What is Spanish Cedar?

Spanish Cedar is a part of most humidors and you might be wondering why. First off, Spanish Cedar (aka Cedrela Odorata) is actually a type of mahogany and is grown in Central and South America. Spanish Cedar is used in humidors mainly due to its ability to absorb and release humidity. Additional Spanish Cedar helps repeal Cigar Beetles and has a pleasant odor.


Cigars are best when maintained between 60-70% humidity. The exact number is up to the preference of the smoker. Determining a preference takes time and experience. When humidity stays above 74% for an extended period of time, there is a risk of mold growing on the cigar. A small amount of mold on the wrapper can be wiped off and the cigar can still be smoked. If mold is on the foot of the cigar, it should not be smoked. It might be possible to cut off a portion of the foot to remove the section of the foot impacted by the mold.

There are several different options to maintain humidity.

Puck or Sponge

    • Typically found with cheap desktop humidors.
      • Distilled water is poured in it and is supposed to be released into the humidor.
      • It is common for mold to form on these devices, which is BAD.
      • While these devices seem like a good idea to a beginner, they are not and should be replaced/upgraded if they come with your humidor.

Boveda Packs

    • Preferred option of many cigar smokers.
      • Multiple options to maintain different levels of humidity.
      • Very low maintenance.
      • Can come in direct contact with cigars.
      • Can be costly, depending on the size of humidor.

Humidity Beads/Kitty Litter 1

    • Humidity Beads are the same as unscented, silica kitty litter.
      • Never needs to be replaced.
      • Used in larger humidors as the beads should not come in contact with the cigars.
      • Weekly maintenance to add Distilled Water
      • Can be a cost effective solution.


In addition to humidity, temperature is an important factor to maintaining a cigar.
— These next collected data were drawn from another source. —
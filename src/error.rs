//! Error types for ZIP archive operations.
//!
//! This module provides the [`Error`] enum which represents all possible
//! failure modes when reading, writing or editing ZIP archives, along with a
//! convenient [`Result<T>`] type alias.
//!
//! # Error Handling
//!
//! All fallible operations in this crate return `Result<T, Error>`:
//!
//! ```rust,no_run
//! use zipkit::{Archive, Error};
//!
//! fn read_entry(path: &str, name: &str) -> zipkit::Result<Vec<u8>> {
//!     let mut archive = Archive::open_path(path)?;
//!     match archive.extract_to_vec(name) {
//!         Err(Error::WrongPassword { .. }) => {
//!             eprintln!("{name} is encrypted with a different password");
//!             Err(Error::PasswordRequired { entry_name: name.to_string() })
//!         }
//!         Err(Error::VolumeMissing { path, .. }) => {
//!             eprintln!("split archive is missing {path}");
//!             Err(Error::InvalidFormat("incomplete split set".into()))
//!         }
//!         other => other,
//!     }
//! }
//! ```

use std::io;

/// How a wrong password was detected.
#[derive(Debug, Clone, Copy, PartialEq, Eq)]
#[non_exhaustive]
pub enum PasswordDetectionMethod {
    /// The password verification bytes stored ahead of the ciphertext did not
    /// match (PKWARE check byte or AES 2-byte verifier).
    VerificationBytes,

    /// The AES HMAC-SHA1 authentication code did not match the ciphertext.
    AuthenticationCode,

    /// Detected after decryption via CRC-32 mismatch.
    ///
    /// Only used for PKWARE-encrypted entries, whose single check byte lets
    /// roughly one wrong password in 256 through.
    CrcMismatch,

    /// The decrypted data caused the decompressor to fail.
    DecompressionFailure,
}

impl std::fmt::Display for PasswordDetectionMethod {
    fn fmt(&self, f: &mut std::fmt::Formatter<'_>) -> std::fmt::Result {
        match self {
            Self::VerificationBytes => write!(f, "password verification bytes"),
            Self::AuthenticationCode => write!(f, "authentication code mismatch"),
            Self::CrcMismatch => write!(f, "CRC mismatch after decryption"),
            Self::DecompressionFailure => write!(f, "decompression failure"),
        }
    }
}

/// Renders a record signature the way it appears in a hex dump (`PK\x03\x04`).
struct SignatureDisplay(u32);

impl std::fmt::Display for SignatureDisplay {
    fn fmt(&self, f: &mut std::fmt::Formatter<'_>) -> std::fmt::Result {
        for byte in self.0.to_le_bytes() {
            if byte.is_ascii_alphanumeric() {
                write!(f, "{}", byte as char)?;
            } else {
                write!(f, "\\x{:02x}", byte)?;
            }
        }
        Ok(())
    }
}

/// The main error type for ZIP archive operations.
///
/// # Error Categories
///
/// | Category | Variants | Typical Cause |
/// |----------|----------|---------------|
/// | I/O | [`Io`][Self::Io] | File system operations |
/// | Format | [`SignatureMismatch`][Self::SignatureMismatch], [`CorruptHeader`][Self::CorruptHeader], [`InvalidFormat`][Self::InvalidFormat] | Damaged or non-ZIP input |
/// | Volumes | [`VolumeMissing`][Self::VolumeMissing] | Incomplete split set |
/// | Security | [`WrongPassword`][Self::WrongPassword], [`PasswordRequired`][Self::PasswordRequired] | Encrypted entries |
/// | Integrity | [`CrcMismatch`][Self::CrcMismatch] | Data corruption |
/// | Usage | [`EntryExists`][Self::EntryExists], [`EntryInProgress`][Self::EntryInProgress], [`InvariantViolation`][Self::InvariantViolation] | Caller or engine defects |
/// | Compatibility | [`UnsupportedMethod`][Self::UnsupportedMethod], [`UnsupportedFeature`][Self::UnsupportedFeature] | Missing features |
#[derive(Debug, thiserror::Error)]
#[non_exhaustive]
pub enum Error {
    /// An I/O error occurred during file operations.
    #[error("I/O error: {0}")]
    Io(#[from] io::Error),

    /// A record did not start with the expected 4-byte signature.
    #[error(
        "Signature mismatch at offset {offset:#x}: expected {}, found {}",
        SignatureDisplay(*expected),
        SignatureDisplay(*found)
    )]
    SignatureMismatch {
        /// The signature the record type requires.
        expected: u32,
        /// The four bytes actually found.
        found: u32,
        /// Absolute archive offset of the record.
        offset: u64,
    },

    /// A record is truncated or one of its length fields is inconsistent.
    #[error("Corrupt header at offset {offset:#x}: {reason}")]
    CorruptHeader {
        /// The byte offset where corruption was detected.
        offset: u64,
        /// A description of the corruption.
        reason: String,
    },

    /// The input is not a ZIP archive or its trailer is inconsistent.
    #[error("Invalid ZIP format: {0}")]
    InvalidFormat(String),

    /// A required volume file is missing from a split archive.
    #[error("Missing volume {volume}: {path}")]
    VolumeMissing {
        /// The 1-based volume number that is missing.
        volume: u32,
        /// The expected path of the missing volume.
        path: String,
        /// The underlying I/O error.
        #[source]
        source: io::Error,
    },

    /// The password is incorrect for an encrypted entry.
    #[error("Wrong password for entry '{entry_name}' ({detection_method})")]
    WrongPassword {
        /// The entry the password was rejected for.
        entry_name: String,
        /// How the wrong password was detected.
        detection_method: PasswordDetectionMethod,
    },

    /// An encrypted entry was opened without any password.
    #[error("Password required for entry '{entry_name}'")]
    PasswordRequired {
        /// The encrypted entry.
        entry_name: String,
    },

    /// A cryptographic primitive failed (bad key length, RNG failure).
    #[error("Cryptographic error: {0}")]
    CryptoError(String),

    /// The CRC checksum of extracted data does not match the stored value.
    #[error("CRC mismatch for entry '{entry_name}': expected {expected:#010x}, got {actual:#010x}")]
    CrcMismatch {
        /// The entry with the CRC mismatch.
        entry_name: String,
        /// The expected CRC value from the archive.
        expected: u32,
        /// The actual CRC value of the extracted data.
        actual: u32,
    },

    /// An entry with this name already exists in the archive.
    #[error("Entry already exists: {name}")]
    EntryExists {
        /// The duplicate name.
        name: String,
    },

    /// No entry with this name exists in the archive.
    #[error("Entry not found: {name}")]
    EntryNotFound {
        /// The requested name.
        name: String,
    },

    /// A new entry was started while another entry's stream is still open.
    #[error("Entry '{name}' is still open; close it before starting another")]
    EntryInProgress {
        /// The entry that is still open.
        name: String,
    },

    /// Entry data was written, or an entry was closed, with no entry open.
    #[error("No entry is open")]
    NoEntryInProgress,

    /// Internal bookkeeping disagrees with what was actually written.
    ///
    /// This indicates a defect in the engine, not a problem with the input.
    #[error("Invariant violation: {0}")]
    InvariantViolation(String),

    /// The archive uses a compression or encryption method not supported by
    /// this build.
    #[error("Unsupported method: {method}")]
    UnsupportedMethod {
        /// The raw ZIP method number.
        method: u16,
    },

    /// A feature required by the operation is not supported.
    #[error("Unsupported feature: {feature}")]
    UnsupportedFeature {
        /// The name of the unsupported feature.
        feature: &'static str,
    },

    /// The requested compression level is outside the accepted range.
    #[error("Invalid compression level {level} for method {method} (expected 0-9)")]
    InvalidCompressionLevel {
        /// The raw ZIP method number.
        method: u16,
        /// The rejected level.
        level: u32,
    },
}

impl Error {
    /// Returns true if this error indicates damaged archive data.
    pub fn is_corruption(&self) -> bool {
        matches!(
            self,
            Error::SignatureMismatch { .. }
                | Error::CorruptHeader { .. }
                | Error::InvalidFormat(_)
                | Error::CrcMismatch { .. }
        )
    }

    /// Returns true if this error is password related.
    pub fn is_encryption_error(&self) -> bool {
        matches!(
            self,
            Error::WrongPassword { .. } | Error::PasswordRequired { .. } | Error::CryptoError(_)
        )
    }

    /// Returns the entry name associated with this error, if any.
    pub fn entry_name(&self) -> Option<&str> {
        match self {
            Error::WrongPassword { entry_name, .. }
            | Error::PasswordRequired { entry_name }
            | Error::CrcMismatch { entry_name, .. } => Some(entry_name),
            Error::EntryExists { name }
            | Error::EntryNotFound { name }
            | Error::EntryInProgress { name } => Some(name),
            _ => None,
        }
    }

    /// Creates a corrupt header error.
    pub fn corrupt_header(offset: u64, reason: impl Into<String>) -> Self {
        Error::CorruptHeader {
            offset,
            reason: reason.into(),
        }
    }

    /// Creates a wrong password error.
    pub fn wrong_password(
        entry_name: impl Into<String>,
        detection_method: PasswordDetectionMethod,
    ) -> Self {
        Error::WrongPassword {
            entry_name: entry_name.into(),
            detection_method,
        }
    }

    /// Creates an invariant violation and logs it.
    pub(crate) fn invariant(message: impl Into<String>) -> Self {
        let message = message.into();
        log::error!("{}", message);
        Error::InvariantViolation(message)
    }
}

/// Converts an I/O error back into a crate error.
///
/// Streaming adapters (entry readers and writers) can only report
/// `std::io::Error`; they tunnel crate errors through it with
/// [`io::Error::other`]. This recovers the original variant.
pub fn map_io_error(err: io::Error) -> Error {
    if err.get_ref().is_some_and(|inner| inner.is::<Error>()) {
        if let Some(inner) = err.into_inner() {
            if let Ok(error) = inner.downcast::<Error>() {
                return *error;
            }
        }
        return Error::InvalidFormat("unrecoverable tunnelled error".into());
    }
    Error::Io(err)
}

/// Result type alias for ZIP operations.
pub type Result<T> = std::result::Result<T, Error>;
The temperature inside of the humidor should stay between 60-70F. If the temperature stays above 74F, then there is a risk of cigar beetles destroying the cigars. For those not familiar with cigar beetles, almost all cigars contain cigar beetles. However cigar beetles are dormant in temperatures below 74F. Also almost all cigar are frozen before they reach you, which will kill most cigar beetles. While freezing greatly reduces the risk of cigar beetles, it does not completely eliminate the risk. If the temperature is too high and a cigar beetle wakes up, it will start eating the cigar it is in and will then continue to the cigar next to it and so forth.

While it is easy to adjust humidity, it is not always easy to adjust temperature (except with a wineador). If high temperatures are a concern, there are several easy things to try:

    • Keep the humidor away from direct sunlight (windows) and vents.
    • Place the humidor in the coolest part of the house, like a basement. Closets can also work if a basement is not available as they typically do not have a vent and the door stays closed.

If the above does not work, upgrading to a Coolidor or Wineador should be considered.